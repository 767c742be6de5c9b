//! Directory listing and file read services (F_FR_NA_1).
//!
//! The master asks for the recordings in a time window, gets them back four
//! entries per frame, then reads a file in 220 byte chunks. Each page or
//! chunk is sent after the master acknowledges the previous frame, so both
//! services are modelled as cursors the agent advances.
//!
//! Payload layouts, after the packet type and operate code:
//!
//! ```text
//! directory request   name_len | name | call sign | start CP56 | end CP56
//! directory page      result | dir id (u32) | follow | count | entry * count
//! entry (47 bytes)    name_len | name (34, zero padded) | attr | size (u32) | CP56
//! file read request   name_len | name
//! file read confirm   result | name_len | name | size (u32)
//! file chunk          file id (u32) | offset (u32) | follow | data
//! ```

use std::fs::{self, File};
use std::io::{self, Read, Seek, SeekFrom};
use std::path::{Path, PathBuf};

use chrono::{NaiveDate, NaiveDateTime};
use log::{debug, warn};
use nom::bytes::complete::{take, take_while_m_n};
use nom::combinator::map;
use nom::sequence::{preceded, tuple};
use nom::IResult;
use snafu::{ensure, ResultExt, Snafu};

use crate::cp56time::{self, CP56_LEN};
use crate::frame::MAX_DATA_LEN;
use crate::types::FileOperation;

/// The only directory the master may list.
pub const DIRECTORY_NAME: &str = "COMTRADE";
/// First payload byte of every file service frame.
pub const PACKET_TYPE: u8 = 0x02;
pub const ENTRIES_PER_PAGE: usize = 4;
pub const ENTRY_LEN: usize = 47;
pub const NAME_FIELD_LEN: usize = 34;
/// Upper bound on the number of files in one listing.
pub const MAX_FILES: usize = 2048;
pub const CHUNK_LEN: usize = 220;
/// Longest name whose read confirmation still fits in one frame.
pub const MAX_FILE_NAME_LEN: usize = MAX_DATA_LEN - 8;

const RESULT_OK: u8 = 0x00;
const RESULT_FAILED: u8 = 0x01;

#[derive(Debug, Snafu)]
#[non_exhaustive]
pub enum Error {
    #[snafu(display("File service payload too short: {} bytes, need {}", len, need))]
    PayloadTooShort { len: usize, need: usize },
    #[snafu(display("Directory {:?} can't be listed", name))]
    UnknownDirectory { name: String },
    #[snafu(display("Invalid file name {:?}", name))]
    InvalidFileName { name: String },
    #[snafu(display("File name of {} bytes is longer than {}", len, MAX_FILE_NAME_LEN))]
    FileNameTooLong { len: usize },
    #[snafu(display("Invalid time in directory request: {}", source))]
    RequestTime { source: cp56time::Error },
    #[snafu(display("I/O error on {}: {}", path.display(), source))]
    Io { source: io::Error, path: PathBuf },
}

/// A parsed directory read activation.
#[derive(Debug, Clone, PartialEq, Eq)]
pub struct DirectoryRequest {
    pub name: String,
    pub call_sign: u8,
    pub start: NaiveDateTime,
    pub end: NaiveDateTime,
}

impl DirectoryRequest {
    /// Parse the payload following the packet type and operate code.
    pub fn parse(payload: &[u8]) -> Result<Self, Error> {
        let (name, rest) = length_prefixed(payload)?;
        let need = 1 + 2 * CP56_LEN;
        ensure!(
            rest.len() >= need,
            PayloadTooShortSnafu {
                len: payload.len(),
                need: payload.len() - rest.len() + need
            }
        );
        ensure!(name == DIRECTORY_NAME, UnknownDirectorySnafu { name });
        let start = cp56time::decode(&rest[1..]).context(RequestTimeSnafu)?;
        let end = cp56time::decode(&rest[1 + CP56_LEN..]).context(RequestTimeSnafu)?;
        Ok(Self {
            name,
            call_sign: rest[0],
            start,
            end,
        })
    }
}

/// A parsed file read activation. Only bare file names are accepted.
pub fn parse_file_name(payload: &[u8]) -> Result<String, Error> {
    let (name, _) = length_prefixed(payload)?;
    ensure!(
        name.len() <= MAX_FILE_NAME_LEN,
        FileNameTooLongSnafu { len: name.len() }
    );
    ensure!(
        !name.is_empty() && !name.contains(&['/', '\\'][..]) && name != "." && name != "..",
        InvalidFileNameSnafu { name }
    );
    Ok(name)
}

fn length_prefixed(payload: &[u8]) -> Result<(String, &[u8]), Error> {
    let len = usize::from(*payload.first().unwrap_or(&0));
    ensure!(
        !payload.is_empty() && payload.len() > len,
        PayloadTooShortSnafu {
            len: payload.len(),
            need: len + 1
        }
    );
    let name = String::from_utf8_lossy(&payload[1..=len]).into_owned();
    Ok((name, &payload[len + 1..]))
}

/// Recording time embedded in a file name: a 13 character prefix followed by
/// `YYMMDD_HHMMSS`.
pub fn filename_time(name: &str) -> Option<NaiveDateTime> {
    let (_, (year, month, day, _, hour, minute, second)) = filename_stamp(name.as_bytes()).ok()?;
    NaiveDate::from_ymd_opt(2000 + year as i32, month, day)?.and_hms_opt(hour, minute, second)
}

fn filename_stamp(buf: &[u8]) -> IResult<&[u8], (u32, u32, u32, &[u8], u32, u32, u32)> {
    preceded(
        take(13usize),
        tuple((
            two_digits,
            two_digits,
            two_digits,
            take(1usize),
            two_digits,
            two_digits,
            two_digits,
        )),
    )(buf)
}

fn two_digits(buf: &[u8]) -> IResult<&[u8], u32> {
    map(take_while_m_n(2, 2, |c: u8| c.is_ascii_digit()), |d: &[u8]| {
        u32::from(d[0] - b'0') * 10 + u32::from(d[1] - b'0')
    })(buf)
}

fn is_recording(path: &Path) -> bool {
    matches!(
        path.extension().and_then(|e| e.to_str()),
        Some("dat") | Some("cfg")
    )
}

/// List the recordings in `root` whose embedded time lies within
/// `start..=end`, sorted by name and capped at [`MAX_FILES`].
pub fn scan_directory(
    root: &Path,
    start: &NaiveDateTime,
    end: &NaiveDateTime,
) -> Result<Vec<String>, Error> {
    let dir = fs::read_dir(root).context(IoSnafu { path: root })?;
    let mut names = Vec::new();
    for entry in dir {
        let entry = entry.context(IoSnafu { path: root })?;
        let path = entry.path();
        if !path.is_file() || !is_recording(&path) {
            continue;
        }
        let Some(name) = entry.file_name().to_str().map(str::to_owned) else {
            continue;
        };
        match filename_time(&name) {
            Some(time) if *start <= time && time <= *end => names.push(name),
            Some(_) => {}
            None => debug!("Skipping {}, no time stamp in name", name),
        }
    }
    names.sort();
    names.truncate(MAX_FILES);
    Ok(names)
}

/// One 47 byte directory entry.
#[derive(Debug, Clone, PartialEq, Eq)]
pub struct DirEntry {
    pub name: String,
    pub size: u32,
    pub time: Option<NaiveDateTime>,
}

impl DirEntry {
    /// Describe `name` in `root`. A file that can't be stat'ed is reported
    /// with size 0.
    pub fn stat(root: &Path, name: &str) -> Self {
        let size = match fs::metadata(root.join(name)) {
            Ok(meta) => u32::try_from(meta.len()).unwrap_or(u32::MAX),
            Err(err) => {
                warn!("Can't stat {}: {}", name, err);
                0
            }
        };
        Self {
            name: name.to_owned(),
            size,
            time: filename_time(name),
        }
    }

    pub fn encode(&self) -> [u8; ENTRY_LEN] {
        let mut out = [0u8; ENTRY_LEN];
        let name = self.name.as_bytes();
        let len = name.len().min(NAME_FIELD_LEN);
        out[0] = len as u8;
        out[1..=len].copy_from_slice(&name[..len]);
        let off = 1 + NAME_FIELD_LEN;
        out[off] = 0x00; // attribute
        out[off + 1..off + 5].copy_from_slice(&self.size.to_le_bytes());
        if let Some(time) = &self.time {
            out[off + 5..].copy_from_slice(&cp56time::encode(time));
        }
        out
    }
}

/// Pages of a directory listing waiting to be sent.
#[derive(Debug, Clone, PartialEq, Eq)]
pub struct DirectoryCursor {
    names: Vec<String>,
    page: usize,
    pages: usize,
    last_page_len: usize,
}

impl DirectoryCursor {
    /// `None` when there is nothing to list.
    pub fn new(names: Vec<String>) -> Option<Self> {
        let n = names.len();
        if n == 0 {
            return None;
        }
        let pages = (n + ENTRIES_PER_PAGE - 1) / ENTRIES_PER_PAGE;
        let last_page_len = match n % ENTRIES_PER_PAGE {
            0 => ENTRIES_PER_PAGE,
            rest => rest,
        };
        Some(Self {
            names,
            page: 0,
            pages,
            last_page_len,
        })
    }

    pub fn page_count(&self) -> usize {
        self.pages
    }

    /// Index of the next page to send.
    pub fn page_index(&self) -> usize {
        self.page
    }

    pub fn last_page_len(&self) -> usize {
        self.last_page_len
    }

    pub fn is_finished(&self) -> bool {
        self.page >= self.pages
    }

    /// Build the next page and advance.
    pub fn next_page(&mut self, root: &Path) -> Option<DirectoryPage> {
        if self.is_finished() {
            return None;
        }
        let last = self.page + 1 == self.pages;
        let count = if last {
            self.last_page_len
        } else {
            ENTRIES_PER_PAGE
        };
        let first = self.page * ENTRIES_PER_PAGE;
        let entries = self.names[first..first + count]
            .iter()
            .map(|name| DirEntry::stat(root, name))
            .collect();
        self.page += 1;
        Some(DirectoryPage { last, entries })
    }
}

#[derive(Debug, Clone, PartialEq, Eq)]
pub struct DirectoryPage {
    pub last: bool,
    pub entries: Vec<DirEntry>,
}

impl DirectoryPage {
    pub fn encode(&self) -> Vec<u8> {
        let mut out = Vec::with_capacity(9 + self.entries.len() * ENTRY_LEN);
        out.extend([
            PACKET_TYPE,
            FileOperation::DirReadConfirm as u8,
            RESULT_OK,
        ]);
        out.extend(0u32.to_le_bytes()); // directory id
        out.push(u8::from(!self.last));
        out.push(self.entries.len() as u8);
        for entry in &self.entries {
            out.extend(entry.encode());
        }
        out
    }
}

/// Payload answering a file read activation. `size` is `None` when the file
/// couldn't be opened or is empty.
pub fn read_confirm(name: &str, size: Option<u32>) -> Vec<u8> {
    let name = name.as_bytes();
    let len = name.len().min(usize::from(u8::MAX));
    let mut out = Vec::with_capacity(8 + len);
    out.extend([
        PACKET_TYPE,
        FileOperation::FileReadConfirm as u8,
        if size.is_some() {
            RESULT_OK
        } else {
            RESULT_FAILED
        },
        len as u8,
    ]);
    out.extend_from_slice(&name[..len]);
    out.extend(size.unwrap_or(0).to_le_bytes());
    out
}

/// Progress of a file being read by the master.
#[derive(Debug, Clone, PartialEq, Eq)]
pub struct FileReadCursor {
    path: PathBuf,
    size: u64,
    offset: u64,
}

impl FileReadCursor {
    pub fn open(root: &Path, name: &str) -> Result<Self, Error> {
        let path = root.join(name);
        let meta = fs::metadata(&path).context(IoSnafu { path: &path })?;
        Ok(Self {
            path,
            size: meta.len(),
            offset: 0,
        })
    }

    pub fn size(&self) -> u64 {
        self.size
    }

    pub fn offset(&self) -> u64 {
        self.offset
    }

    pub fn is_finished(&self) -> bool {
        self.offset >= self.size
    }

    /// Read the next chunk of at most [`CHUNK_LEN`] bytes and advance.
    pub fn next_chunk(&mut self) -> Result<FileChunk, Error> {
        let len = (self.size - self.offset.min(self.size)).min(CHUNK_LEN as u64) as usize;
        let mut data = vec![0u8; len];
        let mut file = File::open(&self.path).context(IoSnafu { path: &self.path })?;
        file.seek(SeekFrom::Start(self.offset))
            .context(IoSnafu { path: &self.path })?;
        file.read_exact(&mut data)
            .context(IoSnafu { path: &self.path })?;

        let chunk = FileChunk {
            offset: self.offset as u32,
            more: self.offset + (len as u64) < self.size,
            data,
        };
        self.offset += len as u64;
        Ok(chunk)
    }
}

#[derive(Debug, Clone, PartialEq, Eq)]
pub struct FileChunk {
    pub offset: u32,
    /// More chunks follow this one.
    pub more: bool,
    pub data: Vec<u8>,
}

impl FileChunk {
    pub fn encode(&self) -> Vec<u8> {
        let mut out = Vec::with_capacity(11 + self.data.len());
        out.extend([PACKET_TYPE, FileOperation::FileReadData as u8]);
        out.extend(0u32.to_le_bytes()); // file id
        out.extend(self.offset.to_le_bytes());
        out.push(u8::from(self.more));
        out.extend_from_slice(&self.data);
        out
    }
}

──────

• Task description
For each line above that includes the word "recordings", make a copy of that line.

• Reply
//! The master asks for the recordings in a time window, gets them back four
/// List the recordings in `root` whose embedded time lies within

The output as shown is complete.